Dataset entries:

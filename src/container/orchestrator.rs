//! Container lifecycle orchestration.
//!
//! bollard-backed implementation of [`ContainerRuntime`]: image pulls,
//! container creation and startup, exec, file upload, commit and cleanup.

use crate::container::{
    ContainerClient, ContainerConfig, ContainerError, ContainerRuntime, ExecConfig, ExecOutput,
    ImageReference, Result, archive, executor, reference,
};
use async_trait::async_trait;
use bollard::errors::Error as BollardError;
use futures::stream::StreamExt;
use std::time::Duration;
use tracing::{debug, info};

/// Container orchestrator configuration.
#[derive(Debug, Clone)]
pub struct ContainerOrchestratorConfig {
    /// Automatically pull images if not present
    pub auto_pull: bool,
    /// Container name prefix
    pub name_prefix: String,
}

impl Default for ContainerOrchestratorConfig {
    fn default() -> Self {
        Self {
            auto_pull: true,
            name_prefix: "sandbox".to_string(),
        }
    }
}

/// High-level container orchestrator.
///
/// Holds no per-container state; every call is addressed by container id.
pub struct ContainerOrchestrator {
    client: ContainerClient,
    config: ContainerOrchestratorConfig,
}

impl ContainerOrchestrator {
    /// Create a new orchestrator with default configuration.
    ///
    /// # Errors
    ///
    /// Returns error if connection to container runtime fails.
    pub async fn new() -> Result<Self> {
        Self::with_config(ContainerOrchestratorConfig::default()).await
    }

    /// Create a new orchestrator with custom configuration.
    ///
    /// # Errors
    ///
    /// Returns error if connection to container runtime fails.
    pub async fn with_config(config: ContainerOrchestratorConfig) -> Result<Self> {
        let client = ContainerClient::new().await?;
        Ok(Self { client, config })
    }

    /// Pull a container image from registry.
    ///
    /// # Errors
    ///
    /// Returns [`ContainerError::ImageNotFound`] if the registry does not have
    /// the image.
    pub async fn pull_image(&self, image: &str) -> Result<()> {
        let (from_image, tag) = reference::pull_target(image);

        let mut stream = self.client.docker().create_image(
            Some(bollard::image::CreateImageOptions {
                from_image,
                tag,
                ..Default::default()
            }),
            None,
            None,
        );

        while let Some(result) = stream.next().await {
            match result {
                Ok(info) => {
                    if let Some(status) = info.status {
                        debug!("Pull status: {}", status);
                    }
                    if let Some(progress) = info.progress {
                        debug!("Pull progress: {}", progress);
                    }
                }
                Err(BollardError::DockerResponseServerError {
                    status_code,
                    message,
                }) if status_code == 404 || is_missing_image_message(&message) => {
                    return Err(ContainerError::ImageNotFound(format!("{}: {}", image, message)));
                }
                Err(BollardError::DockerStreamError { error }) => {
                    return Err(ContainerError::ImageNotFound(format!("{}: {}", image, error)));
                }
                Err(e) => {
                    return Err(ContainerError::ApiError(e));
                }
            }
        }

        info!("Successfully pulled image: {}", image);
        Ok(())
    }

    /// Get the underlying client.
    pub fn client(&self) -> &ContainerClient {
        &self.client
    }
}

/// Registries report unknown repositories with a variety of statuses.
fn is_missing_image_message(message: &str) -> bool {
    let message = message.to_lowercase();
    ["not found", "does not exist", "manifest unknown", "pull access denied"]
        .iter()
        .any(|needle| message.contains(needle))
}

fn not_found(container_id: &str) -> impl FnOnce(BollardError) -> ContainerError + '_ {
    move |e| match e {
        BollardError::DockerResponseServerError {
            status_code: 404, ..
        } => ContainerError::NotFound(container_id.to_string()),
        e => ContainerError::ApiError(e),
    }
}

#[async_trait]
impl ContainerRuntime for ContainerOrchestrator {
    async fn ensure_image(&self, image: &str) -> Result<()> {
        if self.client.image_exists(image).await? {
            debug!("Image {} already exists locally", image);
            return Ok(());
        }

        if !self.config.auto_pull {
            return Err(ContainerError::ImageNotFound(format!(
                "{} is not available locally and pulling is disabled",
                image
            )));
        }

        info!("Pulling image: {}", image);
        self.pull_image(image).await
    }

    async fn create_container(
        &self,
        config: &ContainerConfig,
        name: Option<&str>,
    ) -> Result<String> {
        let container_name = name
            .map(String::from)
            .unwrap_or_else(|| format!("{}-{}", self.config.name_prefix, uuid::Uuid::new_v4()));

        let options = bollard::container::CreateContainerOptions {
            name: container_name.as_str(),
            ..Default::default()
        };

        debug!("Creating container: {}", container_name);

        use bollard::container::Config as BollardConfig;

        let bollard_config = BollardConfig {
            image: Some(config.image.clone()),
            cmd: config.cmd.clone(),
            working_dir: config.working_dir.clone(),
            env: config.env.clone(),
            labels: config.labels.clone(),
            host_config: Some(config.host_config.clone()),
            ..Default::default()
        };

        let response = self
            .client
            .docker()
            .create_container(Some(options), bollard_config)
            .await
            .map_err(|e| match e {
                BollardError::DockerResponseServerError {
                    status_code: 404,
                    message,
                } => ContainerError::ImageNotFound(format!("{}: {}", config.image, message)),
                e => ContainerError::ApiError(e),
            })?;

        info!("Created container: {} ({})", container_name, response.id);

        Ok(response.id)
    }

    async fn start_container(&self, container_id: &str) -> Result<()> {
        debug!("Starting container: {}", container_id);

        self.client
            .docker()
            .start_container(
                container_id,
                None::<bollard::container::StartContainerOptions<String>>,
            )
            .await
            .map_err(not_found(container_id))?;

        info!("Started container: {}", container_id);
        Ok(())
    }

    async fn exec(&self, container_id: &str, config: &ExecConfig) -> Result<ExecOutput> {
        executor::execute(self.client.docker(), container_id, config).await
    }

    async fn upload_file(
        &self,
        container_id: &str,
        target_dir: &str,
        relative_path: &str,
        content: &[u8],
    ) -> Result<()> {
        debug!(
            "Uploading {} ({} bytes) to {}:{}",
            relative_path,
            content.len(),
            container_id,
            target_dir
        );

        let tarball = archive::single_file(relative_path, content)?;
        let options = bollard::query_parameters::UploadToContainerOptionsBuilder::default()
            .path(target_dir)
            .build();

        self.client
            .docker()
            .upload_to_container(container_id, Some(options), bollard::body_full(tarball.into()))
            .await
            .map_err(not_found(container_id))?;

        Ok(())
    }

    async fn commit_container(
        &self,
        container_id: &str,
        reference: &ImageReference,
    ) -> Result<String> {
        debug!("Committing container {} as {}", container_id, reference);

        let options = bollard::query_parameters::CommitContainerOptionsBuilder::default()
            .container(container_id)
            .repo(reference.repository())
            .tag(reference.tag())
            .pause(true)
            .build();

        let response = self
            .client
            .docker()
            .commit_container(options, bollard::models::ContainerConfig::default())
            .await
            .map_err(|e| match e {
                BollardError::DockerResponseServerError {
                    status_code: 404, ..
                } => ContainerError::NotFound(container_id.to_string()),
                BollardError::DockerResponseServerError {
                    status_code: 400,
                    message,
                } => ContainerError::InvalidReference(format!("{}: {}", reference, message)),
                e => ContainerError::ApiError(e),
            })?;

        info!("Committed container {} as {} ({})", container_id, reference, response.id);
        Ok(response.id)
    }

    async fn stop_container(&self, container_id: &str, timeout: Duration) -> Result<()> {
        debug!("Stopping container: {}", container_id);

        let result = self
            .client
            .docker()
            .stop_container(
                container_id,
                Some(bollard::container::StopContainerOptions {
                    t: timeout.as_secs() as i64,
                }),
            )
            .await;

        match result {
            Ok(()) => {}
            // Already stopped
            Err(BollardError::DockerResponseServerError {
                status_code: 304, ..
            }) => {}
            Err(e) => return Err(not_found(container_id)(e)),
        }

        info!("Stopped container: {}", container_id);
        Ok(())
    }

    async fn remove_container(&self, container_id: &str, force: bool) -> Result<()> {
        debug!("Removing container: {}", container_id);

        let result = self
            .client
            .docker()
            .remove_container(
                container_id,
                Some(bollard::container::RemoveContainerOptions {
                    force,
                    v: true, // Remove associated volumes
                    ..Default::default()
                }),
            )
            .await;

        match result {
            Ok(()) => {}
            // Auto-removal already claimed the container
            Err(BollardError::DockerResponseServerError {
                status_code: 409,
                message,
            }) if message.contains("in progress") => {
                debug!("Removal of {} already in progress", container_id);
            }
            Err(e) => return Err(not_found(container_id)(e)),
        }

        info!("Removed container: {}", container_id);
        Ok(())
    }
}
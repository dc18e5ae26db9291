//! Docker/Podman client wrapper.
//!
//! Provides a simplified interface to the bollard Docker API with automatic
//! connection handling, Podman fallback, and health checking.

use crate::container::{ContainerError, Result};
use bollard::Docker;
use std::sync::Arc;
use tracing::{debug, info};

/// Container client configuration.
#[derive(Debug, Clone)]
pub struct ContainerClientConfig {
    /// Request timeout in seconds for socket connections
    pub timeout: u64,
}

impl Default for ContainerClientConfig {
    fn default() -> Self {
        Self { timeout: 120 }
    }
}

/// Docker/Podman API client wrapper.
///
/// Cheap to clone; all clones share one daemon connection.
#[derive(Clone)]
pub struct ContainerClient {
    docker: Arc<Docker>,
}

impl ContainerClient {
    /// Create a new container client with default configuration.
    ///
    /// Attempts to connect to Docker first, then falls back to Podman if available.
    ///
    /// # Errors
    ///
    /// Returns [`ContainerError::Unavailable`] if neither Docker nor Podman answer.
    pub async fn new() -> Result<Self> {
        Self::with_config(ContainerClientConfig::default()).await
    }

    /// Create a new container client with custom configuration.
    ///
    /// # Errors
    ///
    /// Returns error if connection to container runtime fails.
    pub async fn with_config(config: ContainerClientConfig) -> Result<Self> {
        let docker = Self::connect(&config)?;

        let client = Self {
            docker: Arc::new(docker),
        };

        // Verify connection works
        client.ping().await?;

        Ok(client)
    }

    /// Connect to Docker or Podman daemon.
    ///
    /// Tries multiple connection strategies in order:
    /// 1. Local defaults (DOCKER_HOST, Unix socket or Windows named pipe)
    /// 2. Rootless Podman socket
    /// 3. System Podman socket
    fn connect(config: &ContainerClientConfig) -> Result<Docker> {
        debug!("Attempting to connect to container runtime...");

        match Docker::connect_with_local_defaults() {
            Ok(docker) => {
                info!("Connected to container runtime via local defaults");
                return Ok(docker);
            }
            Err(e) => {
                debug!("Local defaults failed: {}", e);
            }
        }

        #[cfg(unix)]
        {
            let mut sockets = Vec::new();
            if let Ok(runtime_dir) = std::env::var("XDG_RUNTIME_DIR") {
                sockets.push(format!("unix://{}/podman/podman.sock", runtime_dir));
            }
            sockets.push("unix:///run/podman/podman.sock".to_string());

            for socket in sockets {
                debug!("Trying Podman socket: {}", socket);
                match Docker::connect_with_socket(
                    &socket,
                    config.timeout,
                    bollard::API_DEFAULT_VERSION,
                ) {
                    Ok(docker) => {
                        info!("Connected to Podman via {}", socket);
                        return Ok(docker);
                    }
                    Err(e) => {
                        debug!("Podman socket {} failed: {}", socket, e);
                    }
                }
            }
        }

        #[cfg(not(unix))]
        let _ = config;

        Err(ContainerError::Unavailable(
            "failed to connect to Docker or Podman; ensure a container runtime is installed and running"
                .to_string(),
        ))
    }

    /// Ping the container runtime to verify connectivity.
    ///
    /// # Errors
    ///
    /// Returns [`ContainerError::Unavailable`] if the daemon does not answer.
    pub async fn ping(&self) -> Result<()> {
        self.docker.ping().await.map_err(|e| {
            ContainerError::Unavailable(format!("failed to ping container runtime: {}", e))
        })?;
        debug!("Container runtime ping successful");
        Ok(())
    }

    /// Get version information from the container runtime.
    ///
    /// # Errors
    ///
    /// Returns error if version query fails.
    pub async fn version(&self) -> Result<bollard::models::SystemVersion> {
        self.docker
            .version()
            .await
            .map_err(|e| ContainerError::Unavailable(format!("failed to get version: {}", e)))
    }

    /// Get the underlying Docker client.
    pub fn docker(&self) -> &Docker {
        &self.docker
    }

    /// Check if the runtime is Docker or Podman.
    ///
    /// # Errors
    ///
    /// Returns error if runtime detection fails.
    pub async fn runtime_type(&self) -> Result<RuntimeType> {
        let version = self.version().await?;

        let is_podman = version
            .components
            .unwrap_or_default()
            .iter()
            .any(|c| c.name.to_lowercase().contains("podman"));

        if is_podman {
            Ok(RuntimeType::Podman)
        } else {
            Ok(RuntimeType::Docker)
        }
    }

    /// Check if an image exists locally.
    ///
    /// # Errors
    ///
    /// Returns error if image inspection fails for reasons other than not found.
    pub async fn image_exists(&self, image: &str) -> Result<bool> {
        match self.docker.inspect_image(image).await {
            Ok(_) => Ok(true),
            Err(bollard::errors::Error::DockerResponseServerError {
                status_code: 404, ..
            }) => Ok(false),
            Err(e) => Err(ContainerError::ApiError(e)),
        }
    }
}

/// Type of container runtime.
#[derive(Debug, Clone, Copy, PartialEq, Eq)]
pub enum RuntimeType {
    /// Docker runtime
    Docker,
    /// Podman runtime
    Podman,
}

impl std::fmt::Display for RuntimeType {
    fn fmt(&self, f: &mut std::fmt::Formatter<'_>) -> std::fmt::Result {
        match self {
            RuntimeType::Docker => write!(f, "Docker"),
            RuntimeType::Podman => write!(f, "Podman"),
        }
    }
}

#[cfg(test)]
mod tests {
    use super::*;

    #[test]
    fn test_runtime_type_display() {
        assert_eq!(RuntimeType::Docker.to_string(), "Docker");
        assert_eq!(RuntimeType::Podman.to_string(), "Podman");
    }
}
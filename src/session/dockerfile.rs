//! Dockerfile reconstruction.
//!
//! Derives a Dockerfile from what the session record knows: the base image,
//! the downloaded resource and the files written through the server. It never
//! asks the runtime, so anything changed by executed commands is missing and
//! the emitted text says so.

use crate::env::container::WORKSPACE_ROOT;
use crate::env::workspace_path;
use crate::session::types::Session;

const LIMITATION_NOTE: [&str; 5] = [
    "# NOTE: best-effort approximation of the session environment.",
    "# It only replays what the sandbox server itself placed in the workspace",
    "# (the initial download and files created through the server). Packages",
    "# installed, files edited or other changes made by executed commands are",
    "# NOT captured; add those steps manually below.",
];

const PLACEHOLDER: [&str; 4] = [
    "# Add any additional steps needed:",
    "# RUN pip install <packages>",
    "# COPY <src> <dest>",
    "# etc.",
];

/// Render the Dockerfile for `session`.
pub fn synthesize(session: &Session) -> String {
    let mut lines = vec![format!(
        "# Reconstructed from sandbox session {}",
        session.handle
    )];
    lines.push("#".to_string());
    lines.extend(LIMITATION_NOTE.iter().map(|line| line.to_string()));
    lines.push(format!("FROM {}", session.image));
    lines.push(format!("WORKDIR {}", WORKSPACE_ROOT));

    if let Some(download) = &session.download {
        lines.push(instruction("ADD", &download.url, &workspace_path(&download.file_name)));
    }

    for path in session.created_files.iter() {
        lines.push(instruction("COPY", path, &workspace_path(path)));
    }

    lines.push(String::new());
    lines.extend(PLACEHOLDER.iter().map(|line| line.to_string()));

    let mut dockerfile = lines.join("\n");
    dockerfile.push('\n');
    dockerfile
}

/// Shell form when both operands are plain, JSON form otherwise.
fn instruction(keyword: &str, source: &str, target: &str) -> String {
    let plain = |s: &str| !s.chars().any(|c| c.is_whitespace() || c == '"' || c == '\\');
    if plain(source) && plain(target) {
        format!("{keyword} {source} {target}")
    } else {
        let quoted = serde_json::to_string(&[source, target])
            .unwrap_or_else(|_| format!("[\"{source}\", \"{target}\"]"));
        format!("{keyword} {quoted}")
    }
}
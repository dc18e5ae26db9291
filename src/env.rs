//! Environment constants and path utilities for the sandbox server.
//!
//! This module centralizes the fixed paths, names and labels used throughout
//! the server so the container layout stays consistent between components.

use std::path::{Path, PathBuf};

/// Server name reported during the MCP handshake
pub const SERVER_NAME: &str = "sandbox-server";

/// Hidden directory holding local and per-user configuration
pub const CONFIG_DIR_NAME: &str = ".sandbox-server";

/// Configuration file name inside [`CONFIG_DIR_NAME`]
pub const CONFIG_FILE_NAME: &str = "config.toml";

/// Standalone configuration file name in the current directory
pub const LOCAL_CONFIG_FILE_NAME: &str = "sandbox-server.toml";

/// Container-side layout shared by every session.
pub mod container {
    /// Fixed in-container mount point of the session workspace
    pub const WORKSPACE_ROOT: &str = "/workspace";

    /// Command that keeps a session container alive between exec calls
    pub const KEEP_ALIVE_CMD: [&str; 3] = ["tail", "-f", "/dev/null"];

    /// Shell used to run caller-supplied commands
    pub const SHELL: [&str; 2] = ["sh", "-c"];

    /// Environment applied to every exec so package managers never prompt
    pub const EXEC_ENV: [(&str, &str); 1] = [("DEBIAN_FRONTEND", "noninteractive")];

    /// Label marking containers created by this server
    pub const MANAGED_LABEL: &str = "sandbox-server.managed";

    /// Label recording the persistence policy of a container
    pub const PERSIST_LABEL: &str = "sandbox-server.persist";
}

/// Host-side staging directories.
pub mod staging {
    /// Prefix of ephemeral workspace directories
    pub const DIR_PREFIX: &str = "sandbox-workspace-";

    /// File name used when a download URL has no usable path segment
    pub const FALLBACK_DOWNLOAD_NAME: &str = "download";

    /// Prefix of in-flight download files, renamed once complete
    pub const PARTIAL_DOWNLOAD_PREFIX: &str = ".sandbox-download-";
}

/// Build the in-container path of a workspace-relative file
pub fn workspace_path(relative: &str) -> String {
    format!("{}/{}", container::WORKSPACE_ROOT, relative)
}

/// Build the bind specification mounting `host_dir` at the workspace root
pub fn workspace_bind(host_dir: &Path) -> String {
    format!("{}:{}:rw", host_dir.display(), container::WORKSPACE_ROOT)
}

/// Build config directory path in user's home directory
pub fn user_config_dir_path(home_dir: &Path) -> PathBuf {
    home_dir.join(CONFIG_DIR_NAME)
}

/// Build config file path in user's home directory
pub fn user_config_file_path(home_dir: &Path) -> PathBuf {
    user_config_dir_path(home_dir).join(CONFIG_FILE_NAME)
}

/// Build local config file path in current directory
pub fn local_config_file_path(current_dir: &Path) -> PathBuf {
    current_dir.join(CONFIG_DIR_NAME).join(CONFIG_FILE_NAME)
}
//! Text B-tree performance benchmarks.

#![allow(clippy::semicolon_if_nothing_returned)]

use criterion::{BatchSize, Criterion, criterion_group, criterion_main};
use std::hint::black_box;
use textbtree::{BTree, Gravity, TextIndex};

fn document(lines: usize) -> String {
    (0..lines)
        .map(|i| format!("line {i} of the benchmark document\n"))
        .collect()
}

fn loaded_tree(lines: usize) -> BTree {
    let mut tree = BTree::new();
    tree.insert(TextIndex::START, &document(lines));
    tree
}

fn insertion(c: &mut Criterion) {
    let text = document(10_000);
    c.bench_function("btree_insert_10k_lines", |b| {
        b.iter(|| {
            let mut tree = BTree::new();
            tree.insert(TextIndex::START, black_box(&text));
            tree
        });
    });

    c.bench_function("btree_type_chars_mid_document", |b| {
        b.iter_batched(
            || loaded_tree(2_000),
            |mut tree| {
                for i in 0..200 {
                    tree.insert(TextIndex::new(1_000, 5 + i), "x");
                }
                tree
            },
            BatchSize::SmallInput,
        );
    });

    c.bench_function("btree_delete_line_range", |b| {
        b.iter_batched(
            || loaded_tree(2_000),
            |mut tree| {
                tree.delete(TextIndex::new(500, 0), TextIndex::new(1_500, 0));
                tree
            },
            BatchSize::SmallInput,
        );
    });
}

fn lookup(c: &mut Criterion) {
    let tree = loaded_tree(10_000);
    let size = tree.size_bytes();

    c.bench_function("btree_index_at_offset", |b| {
        let mut offset = 0;
        b.iter(|| {
            offset = (offset + 7_919) % size;
            black_box(tree.index_at_offset(black_box(offset)))
        });
    });

    c.bench_function("btree_line_text", |b| {
        b.iter(|| black_box(tree.line_text(black_box(7_345))));
    });
}

fn tagging(c: &mut Criterion) {
    c.bench_function("btree_tag_scattered_ranges", |b| {
        b.iter_batched(
            || {
                let mut tree = loaded_tree(5_000);
                let tag = tree.create_tag("hl");
                (tree, tag)
            },
            |(mut tree, tag)| {
                for line in (0..5_000).step_by(50) {
                    tree.tag(TextIndex::new(line, 2), TextIndex::new(line, 9), tag, true);
                }
                tree
            },
            BatchSize::SmallInput,
        );
    });

    let mut tree = loaded_tree(5_000);
    let tag = tree.create_tag("hl");
    for line in (0..5_000).step_by(500) {
        tree.tag(TextIndex::new(line, 0), TextIndex::new(line, 4), tag, true);
    }
    c.bench_function("btree_next_toggle_sparse", |b| {
        b.iter(|| black_box(tree.next_toggle(tag, black_box(TextIndex::new(1, 0)))));
    });
    c.bench_function("btree_tag_ranges_sparse", |b| {
        b.iter(|| black_box(tree.tag_ranges(tag)));
    });
}

fn elision(c: &mut Criterion) {
    c.bench_function("btree_elide_and_reveal", |b| {
        b.iter_batched(
            || {
                let mut tree = loaded_tree(2_000);
                let hide = tree.create_tag("hide");
                tree.set_tag_elide(hide, Some(true));
                (tree, hide)
            },
            |(mut tree, hide)| {
                tree.tag(TextIndex::new(100, 0), TextIndex::new(1_900, 0), hide, true);
                tree.tag(TextIndex::new(100, 0), TextIndex::new(1_900, 0), hide, false);
                tree
            },
            BatchSize::SmallInput,
        );
    });
}

fn marks_and_pixels(c: &mut Criterion) {
    let mut tree = loaded_tree(10_000);
    let peer = tree.add_client();
    let _ = tree.update_pixel_heights(peer, 0, 10_000, 16);
    for i in 0..100 {
        let _ = tree.set_mark(&format!("m{i}"), TextIndex::new(i * 100, 3), Gravity::Right);
    }

    c.bench_function("btree_line_at_pixel", |b| {
        b.iter(|| black_box(tree.line_at_pixel(peer, black_box(80_000))));
    });
    c.bench_function("btree_mark_index", |b| {
        b.iter(|| black_box(tree.mark_index(black_box("m57"))));
    });
}

criterion_group!(
    benches,
    insertion,
    lookup,
    tagging,
    elision,
    marks_and_pixels
);
criterion_main!(benches);
//! Slot arena with free-list reuse.
//!
//! Segments, sections, lines and nodes live in arenas and refer to each
//! other by typed indices instead of pointers. Freed slots are recycled in
//! LIFO order, so an id is only valid while its record is linked into the
//! tree.

use std::fmt::Debug;
use std::marker::PhantomData;
use std::ops::{Index, IndexMut};

pub(crate) trait ArenaId: Copy + Eq + Debug {
    fn from_slot(slot: u32) -> Self;
    fn slot(self) -> usize;
}

macro_rules! arena_id {
    ($(#[$meta:meta])* $vis:vis $name:ident) => {
        $(#[$meta])*
        #[derive(Clone, Copy, Debug, PartialEq, Eq, Hash, PartialOrd, Ord)]
        $vis struct $name(u32);

        impl ArenaId for $name {
            fn from_slot(slot: u32) -> Self {
                Self(slot)
            }

            fn slot(self) -> usize {
                self.0 as usize
            }
        }
    };
}

arena_id!(
    /// Handle to a segment in a line's chain.
    pub(crate) SegId
);
arena_id!(
    /// Handle to a section of a line's chain.
    pub(crate) SectionId
);
arena_id!(
    /// Handle to a line record.
    pub(crate) LineId
);
arena_id!(
    /// Opaque handle to a tree node.
    pub NodeId
);

#[derive(Clone, Debug)]
pub(crate) struct Arena<I, T> {
    slots: Vec<Option<T>>,
    free_list: Vec<u32>,
    live: usize,
    _id: PhantomData<I>,
}

impl<I: ArenaId, T> Default for Arena<I, T> {
    fn default() -> Self {
        Self::new()
    }
}

impl<I: ArenaId, T> Arena<I, T> {
    pub(crate) const fn new() -> Self {
        Self {
            slots: Vec::new(),
            free_list: Vec::new(),
            live: 0,
            _id: PhantomData,
        }
    }

    pub(crate) fn alloc(&mut self, value: T) -> I {
        self.live += 1;
        if let Some(slot) = self.free_list.pop() {
            self.slots[slot as usize] = Some(value);
            return I::from_slot(slot);
        }
        let slot = u32::try_from(self.slots.len()).expect("arena exceeded u32 slots");
        self.slots.push(Some(value));
        I::from_slot(slot)
    }

    pub(crate) fn free(&mut self, id: I) -> T {
        let value = self.slots[id.slot()]
            .take()
            .unwrap_or_else(|| panic!("double free of {id:?}"));
        self.live -= 1;
        self.free_list.push(id.slot() as u32);
        value
    }

    pub(crate) fn get(&self, id: I) -> Option<&T> {
        self.slots.get(id.slot()).and_then(Option::as_ref)
    }

    pub(crate) fn get_mut(&mut self, id: I) -> Option<&mut T> {
        self.slots.get_mut(id.slot()).and_then(Option::as_mut)
    }

    pub(crate) fn contains(&self, id: I) -> bool {
        self.get(id).is_some()
    }

    /// Number of live records.
    pub(crate) const fn len(&self) -> usize {
        self.live
    }

    pub(crate) fn iter(&self) -> impl Iterator<Item = (I, &T)> {
        self.slots
            .iter()
            .enumerate()
            .filter_map(|(i, slot)| slot.as_ref().map(|v| (I::from_slot(i as u32), v)))
    }

    pub(crate) fn iter_mut(&mut self) -> impl Iterator<Item = (I, &mut T)> {
        self.slots
            .iter_mut()
            .enumerate()
            .filter_map(|(i, slot)| slot.as_mut().map(|v| (I::from_slot(i as u32), v)))
    }
}

impl<I: ArenaId, T> Index<I> for Arena<I, T> {
    type Output = T;

    fn index(&self, id: I) -> &T {
        self.slots
            .get(id.slot())
            .and_then(Option::as_ref)
            .unwrap_or_else(|| panic!("stale arena id {id:?}"))
    }
}

impl<I: ArenaId, T> IndexMut<I> for Arena<I, T> {
    fn index_mut(&mut self, id: I) -> &mut T {
        self.slots
            .get_mut(id.slot())
            .and_then(Option::as_mut)
            .unwrap_or_else(|| panic!("stale arena id {id:?}"))
    }
}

WORK TO BE COMPLETED: If a line in the entries contains "what", copy it.

SOLUTION TO THIS EXERCISE:
//! Derives a Dockerfile from what the session record knows: the base image,
    "# It only replays what the sandbox server itself placed in the workspace",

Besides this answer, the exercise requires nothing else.